Landmarked: Yes, part of the Greenpoint HD (1982)
The story: Kent Street, between Franklin Street and Manhattan Avenue is an architecturally varied and very pleasing block. It shows the development of Greenpoint between the 1850s and the early 1900s, and most of its building stock is pretty much intact, as the block was spared the severe “modernizing” ministrations of siding salesmen who had a field day elsewhere in the neighborhood. The earliest brick houses date from the late 1850s, and were built by some of Greenpoint’s earliest builders and developers, men who came to the area to build for the bourgeoning shipbuilding, ceramics and glass manufacturers and their workers, all who called Greenpoint home.
The block is also home to two important Greenpoint churches, the Reformed Dutch Church of Greenpoint, most recently St. Elias Greek Rite Church, and the Episcopal Church of the Ascension, both of which are nestled comfortably amidst rows of houses on the same side of the street, sharing the block with many neighbors, instead of on the corners, dominating the landscape.

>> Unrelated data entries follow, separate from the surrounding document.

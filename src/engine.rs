//! The similarity engine
//! Scores a query against a corpus snapshot and keeps the top-K matches

use std::cmp::{Ordering, Reverse};
use std::collections::BinaryHeap;

use serde::{Deserialize, Serialize};
use tracing::debug;

use crate::error::{Error, Result};
use crate::types::{Entry, ScoredResult};
use crate::vector::{all_finite, dot_product, euclidean_distance, l2_normalize, VectorError};

/// How a corpus vector is scored against the query. Higher is always better.
#[derive(Debug, Clone, Copy, Default, PartialEq, Eq, Serialize, Deserialize)]
#[serde(rename_all = "lowercase")]
pub enum Metric {
    /// Dot product of unit vectors, in [-1, 1].
    #[default]
    Cosine,
    /// Raw dot product of the stored vectors.
    Dot,
    /// Negated euclidean distance.
    Euclidean,
}

/// Output of [`SimilarityEngine::rank`].
#[derive(Debug, Clone, Default, PartialEq)]
pub struct Ranking {
    /// Best first, ties broken by ascending id.
    pub hits: Vec<ScoredResult>,
    /// Corpus ids skipped because their vector has zero norm.
    pub excluded: Vec<String>,
}

/// Brute-force ranking over a materialized corpus.
///
/// Every call is a full linear scan: O(n·D) scoring plus O(n log k)
/// selection. There is no index, so this only suits small corpora.
#[derive(Debug, Clone, Copy, Default)]
pub struct SimilarityEngine {
    metric: Metric,
}

impl SimilarityEngine {
    pub fn new(metric: Metric) -> Self {
        SimilarityEngine { metric }
    }

    pub fn metric(&self) -> Metric {
        self.metric
    }

    /// Ranks `corpus` against `query` and returns at most `k` hits.
    ///
    /// # Errors
    ///
    /// * `InvalidArgument` - `k` is zero, a vector is empty or holds NaN/inf,
    ///   or a dot/euclidean score overflows
    /// * `DimensionMismatch` - a corpus vector's length differs from the query
    /// * `ZeroVector` - the query has zero norm under [`Metric::Cosine`]
    ///
    /// Zero-norm corpus vectors are not an error under cosine: they are left
    /// out and listed in [`Ranking::excluded`]. An empty corpus yields an
    /// empty ranking.
    ///
    /// # Examples
    ///
    /// ```
    /// use semdb::{Entry, SimilarityEngine};
    ///
    /// let corpus = vec![
    ///     Entry::new("A", vec![1.0, 0.0]),
    ///     Entry::new("B", vec![0.0, 1.0]),
    ///     Entry::new("C", vec![1.0, 1.0]),
    /// ];
    /// let ranking = SimilarityEngine::default().rank(&[1.0, 0.0], &corpus, 2).unwrap();
    ///
    /// assert_eq!(ranking.hits[0].id, "A");
    /// assert_eq!(ranking.hits[1].id, "C");
    /// ```
    pub fn rank(&self, query: &[f32], corpus: &[Entry], k: usize) -> Result<Ranking> {
        if k == 0 {
            return Err(Error::InvalidArgument("k must be at least 1".to_string()));
        }
        let query = self.prepare_query(query)?;

        let mut heap: BinaryHeap<Reverse<Candidate<'_>>> = BinaryHeap::with_capacity(k + 1);
        let mut excluded = Vec::new();

        for entry in corpus {
            if entry.vector.len() != query.len() {
                return Err(Error::DimensionMismatch {
                    id: entry.id.clone(),
                    expected: query.len(),
                    actual: entry.vector.len(),
                });
            }

            let Some(score) = self.score(&query, entry)? else {
                debug!(id = %entry.id, "excluding zero-norm vector from ranking");
                excluded.push(entry.id.clone());
                continue;
            };

            let candidate = Candidate { score, id: &entry.id };
            if heap.len() < k {
                heap.push(Reverse(candidate));
            } else if heap.peek().is_some_and(|Reverse(worst)| candidate > *worst) {
                heap.pop();
                heap.push(Reverse(candidate));
            }
        }

        // Ascending order of `Reverse` is best-first.
        let hits: Vec<ScoredResult> = heap
            .into_sorted_vec()
            .into_iter()
            .map(|Reverse(c)| ScoredResult { id: c.id.to_owned(), score: c.score })
            .collect();

        debug!(
            metric = ?self.metric,
            scanned = corpus.len(),
            excluded = excluded.len(),
            returned = hits.len(),
            "ranked corpus"
        );

        Ok(Ranking { hits, excluded })
    }

    fn prepare_query(&self, query: &[f32]) -> Result<Vec<f32>> {
        if query.is_empty() {
            return Err(Error::InvalidArgument("query vector is empty".to_string()));
        }
        if !all_finite(query) {
            return Err(Error::InvalidArgument("query vector contains non-finite values".to_string()));
        }

        match self.metric {
            Metric::Cosine => match l2_normalize(query) {
                Ok(unit) => Ok(unit),
                Err(VectorError::Zero) => Err(Error::ZeroVector),
                Err(err) => Err(Error::at_entry(err, "query")),
            },
            Metric::Dot | Metric::Euclidean => Ok(query.to_vec()),
        }
    }

    /// `None` means the entry must be excluded.
    fn score(&self, query: &[f32], entry: &Entry) -> Result<Option<f32>> {
        if !all_finite(&entry.vector) {
            return Err(Error::at_entry(VectorError::NonFinite, &entry.id));
        }

        let score = match self.metric {
            Metric::Cosine => {
                let unit = match l2_normalize(&entry.vector) {
                    Ok(unit) => unit,
                    Err(VectorError::Zero) => return Ok(None),
                    Err(err) => return Err(Error::at_entry(err, &entry.id)),
                };
                let cos = dot_product(query, &unit).map_err(|e| Error::at_entry(e, &entry.id))?;
                cos.clamp(-1.0, 1.0)
            }
            Metric::Dot => dot_product(query, &entry.vector).map_err(|e| Error::at_entry(e, &entry.id))?,
            Metric::Euclidean => {
                -euclidean_distance(query, &entry.vector).map_err(|e| Error::at_entry(e, &entry.id))?
            }
        };

        // Dot and euclidean can overflow on finite input.
        if !score.is_finite() {
            return Err(Error::at_entry(VectorError::NonFinite, &entry.id));
        }

        // total_cmp orders -0.0 below 0.0, which would split a tie.
        Ok(Some(score + 0.0))
    }
}

/// Ordered so that the better match compares greater.
#[derive(Debug, Clone, Copy)]
struct Candidate<'a> {
    score: f32,
    id: &'a str,
}

impl Ord for Candidate<'_> {
    fn cmp(&self, other: &Self) -> Ordering {
        self.score
            .total_cmp(&other.score)
            .then_with(|| other.id.cmp(self.id))
    }
}

impl PartialOrd for Candidate<'_> {
    fn partial_cmp(&self, other: &Self) -> Option<Ordering> {
        Some(self.cmp(other))
    }
}

impl PartialEq for Candidate<'_> {
    fn eq(&self, other: &Self) -> bool {
        self.cmp(other) == Ordering::Equal
    }
}

impl Eq for Candidate<'_> {}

These churches were both topics of my Brownstoner posts.
Most of the housing stock on this block was built as single family dwellings, although even some of the earliest homeowners found themselves taking in boarders, or renting floors out. But it wasn’t until the early 20th century that flats buildings started appearing on the block, and these three were built in 1907 for developers August Todibush and Cornelius Sheehan. Each building has four floors and eight apartments, two per floor. These three buildings are very intact, retaining almost all of their original detail, and represent not only the change from houses to apartment buildings, but the change in architectural style, from red brick and brownstone, to lighter colored golden orange brick and white limestone.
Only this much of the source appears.